# Brompton - protective plastic bit on front wheel nut



## simon.r (28 Jun 2017)

I hesitate to post this as it's such a minor thing, but I've picked up many minor tips over the years and this may be useful for some.

The original plastic bit that covers the left hand front wheel nut on a Brompton (left in photo below) and offers some protection against bashing the chainstay when folding started to come off my bike after only a few hundred miles. These: https://www.ebay.co.uk/itm/252818143600 are a perfect fit and look neater in my opinion. I'm sure you could pick them up for pennies at a plumbers merchant.


----------



## alicat (28 Jun 2017)

Thanks, that does look neater.


----------



## Nibor (3 Aug 2018)

mine has started to get bashed up very quickly I have ordered some and they will co with my Black edition quite nicely


----------



## Drago (3 Aug 2018)

£4.99 gets you a set of 12 for a Smart car wheel bolts that are also 15mm, so you'll have plenty spare. Available in black, white, grey, red and blue.


----------



## cougie uk (3 Aug 2018)

Oh top tips ! I can colourmatch them ! Cheers !


----------



## cougie uk (3 Aug 2018)

Drago said:


> £4.99 gets you a set of 12 for a Smart car wheel bolts that are also 15mm, so you'll have plenty spare. Available in black, white, grey, red and blue.

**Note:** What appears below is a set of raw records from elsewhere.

// Copyright 2025 Umberto Gotti <umberto.gotti@umbertogotti.dev>
// Licensed under the Apache License, Version 2.0
// http://www.apache.org/licenses/LICENSE-2.0

//! Fixed four-column CSV export of a finished ride.
//!
//! ```text
//! timestamp,latitude,longitude,total_accel
//! 100,,,1
//! 150,1,2,
//! ```
//!
//! Absent fields are written as empty strings. Numbers use Rust's shortest
//! round-trip decimal form, so `1.0` is written as `1`.

use crate::{FusedRecord, SessionIndex};
use ridestream_error::{RideError, Result};
use serde::{Deserialize, Serialize};

/// Header row, in column order.
pub const EXPORT_HEADER: [&str; 4] = ["timestamp", "latitude", "longitude", "total_accel"];

/// One data row, every column already rendered as text.
#[derive(Debug, Clone, PartialEq, Eq, Serialize, Deserialize)]
pub struct ExportRow {
    pub timestamp: String,
    pub latitude: String,
    pub longitude: String,
    pub total_accel: String,
}

fn render(value: Option<f64>) -> String {
    value.map(|v| v.to_string()).unwrap_or_default()
}

impl From<&FusedRecord> for ExportRow {
    fn from(record: &FusedRecord) -> Self {
        Self {
            timestamp: record.captured_at.to_string(),
            latitude: render(record.location.map(|l| l.latitude)),
            longitude: render(record.location.map(|l| l.longitude)),
            total_accel: render(record.total_accel),
        }
    }
}

/// The immutable export of one finalized session.
#[derive(Debug, Clone, PartialEq, Eq)]
pub struct ExportArtifact {
    pub session_index: SessionIndex,
    pub rows: Vec<ExportRow>,
}

impl ExportArtifact {
    #[must_use]
    pub fn from_records(session_index: SessionIndex, records: &[FusedRecord]) -> Self {
        Self {
            session_index,
            rows: records.iter().map(ExportRow::from).collect(),
        }
    }

    /// Render header and rows as CSV bytes.
    ///
    /// # Errors
    /// Returns [`RideError::StorageWriteFailure`] if encoding fails.
    pub fn to_csv(&self) -> Result<Vec<u8>> {
        let mut writer = csv::WriterBuilder::new()
            .has_headers(false)
            .from_writer(Vec::new());

        writer
            .write_record(EXPORT_HEADER)
            .map_err(|e| RideError::storage_caused_by("writing csv header", e))?;
        for row in &self.rows {
            writer
                .serialize(row)
                .map_err(|e| RideError::storage_caused_by("writing csv row", e))?;
        }

        writer
            .into_inner()
            .map_err(|e| RideError::storage(format!("flushing csv: {e}")))
    }
}

/// Parse CSV bytes produced by [`ExportArtifact::to_csv`].
///
/// # Errors
/// Returns [`RideError::InvalidPayload`] if the header does not match
/// [`EXPORT_HEADER`] or a row is malformed.
pub fn parse_csv(bytes: &[u8]) -> Result<Vec<ExportRow>> {
    let mut reader = csv::ReaderBuilder::new()
        .has_headers(true)
        .from_reader(bytes);

    let header = reader
        .headers()
        .map_err(|e| RideError::invalid_payload(format!("reading csv header: {e}")))?;
    if header.iter().ne(EXPORT_HEADER) {
        return Err(RideError::invalid_payload(format!(
            "unexpected csv header: {header:?}"
        )));
    }

    reader
        .deserialize()
        .map(|row| row.map_err(|e| RideError::invalid_payload(format!("reading csv row: {e}"))))
        .collect()
}
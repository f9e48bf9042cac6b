// Copyright 2025 Umberto Gotti <umberto.gotti@umbertogotti.dev>
// Licensed under the Apache License, Version 2.0
// http://www.apache.org/licenses/LICENSE-2.0

#![allow(clippy::multiple_crate_versions, clippy::doc_markdown)]
//! Device-side delivery of fused records.
//!
//! A [`BatchSender`] drains the fuser's buffer on a fixed cadence (30 s by
//! default) and sends it as one `data` frame over a persistent
//! [`Connection`]. Ticks that find an empty buffer or a connection that is
//! not ready do nothing; the records simply wait for the next tick. Stopping
//! performs one last flush, sends `stop` and waits for the service to report
//! the saved session.
//!
//! [`RideRecorder`] bundles the fuser, both source subscriptions and the
//! sender for one recording.

mod logging;

pub mod config;
pub mod connection;
pub mod recorder;
pub mod sender;

pub use config::SenderConfig;
pub use connection::{duplex, ClientConnection, Connection, ReadyState, ServerConnection};
pub use recorder::RideRecorder;
pub use sender::{flush, BatchSender, FlushOutcome, StopReceipt};
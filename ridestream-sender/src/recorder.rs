// Copyright 2025 Umberto Gotti <umberto.gotti@umbertogotti.dev>
// Licensed under the Apache License, Version 2.0
// http://www.apache.org/licenses/LICENSE-2.0

use crate::{BatchSender, Connection, FlushOutcome, SenderConfig, StopReceipt};
use ridestream_core::{LocationReading, MotionSample, Result};
use ridestream_fuse::{SampleSource, SourceSubscriptions, StreamFuser};
use std::sync::Arc;

/// Everything one recording owns on the device, from start to stop.
///
/// Created by [`RideRecorder::start`]; the source subscriptions are released
/// on the first [`stop`](RideRecorder::stop) attempt or when the recorder is
/// dropped, whichever comes first.
pub struct RideRecorder {
    fuser: StreamFuser,
    subscriptions: Option<SourceSubscriptions>,
    sender: BatchSender,
}

impl RideRecorder {
    /// Subscribe both sources and start the flush timer.
    ///
    /// Must be called from within a Tokio runtime.
    pub fn start<L, M>(
        locations: &L,
        motions: &M,
        connection: Arc<dyn Connection>,
        config: SenderConfig,
    ) -> Self
    where
        L: SampleSource<Reading = LocationReading>,
        M: SampleSource<Reading = MotionSample>,
    {
        let fuser = StreamFuser::new();
        let subscriptions = fuser.attach(locations, motions);
        let sender = BatchSender::start(fuser.buffer().clone(), connection, config);
        crate::info!("ride recording started");

        Self {
            fuser,
            subscriptions: Some(subscriptions),
            sender,
        }
    }

    #[must_use]
    pub fn fuser(&self) -> &StreamFuser {
        &self.fuser
    }

    /// Records buffered and not yet accepted by the connection.
    #[must_use]
    pub fn pending(&self) -> usize {
        self.fuser.buffer().len()
    }

    #[must_use]
    pub fn is_recording(&self) -> bool {
        self.subscriptions.is_some()
    }

    /// # Errors
    /// Returns [`ridestream_core::RideError::ChannelClosed`] after a successful stop.
    pub async fn flush_now(&self) -> Result<FlushOutcome> {
        self.sender.flush_now().await
    }

    /// Release both sources, then flush and stop the session.
    ///
    /// # Errors
    /// See [`BatchSender::stop`]; on error the unsent records stay buffered
    /// and the stop may be retried.
    pub async fn stop(&mut self) -> Result<StopReceipt> {
        if let Some(subscriptions) = self.subscriptions.take() {
            subscriptions.unsubscribe().await;
        }
        let receipt = self.sender.stop().await?;
        crate::info!(
            "ride recording stopped as session {} ({})",
            receipt.index,
            receipt.download_url
        );
        Ok(receipt)
    }
}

Do you have a link please ? My google is failing quite spectacularly today. Thanks.


----------



## Drago (3 Aug 2018)

cougie uk said:


> Do you have a link please ? My google is failing quite spectacularly today. Thanks.



My pleasure...

http://www.smartmods.co.uk/index.php?page=products&id=f450

Scroll down til you see the ones you want. BTW, I lied - they're a fiver, not £4.99. I shall flagellate myself as punishment.


----------



## cougie uk (3 Aug 2018)

Bloody inflation. 

Thank you !


----------



## NotAnother Cyclist (3 Aug 2018)

I wondered what that plastic bit was for! My newer Brompton didn't come with one - I thought it was to stop the nuts going rusty!


----------



## ianrauk (3 Aug 2018)

NotAnother Cyclist said:


> I wondered what that plastic bit was for! My newer Brompton didn't come with one - I thought it was to stop the nuts going rusty!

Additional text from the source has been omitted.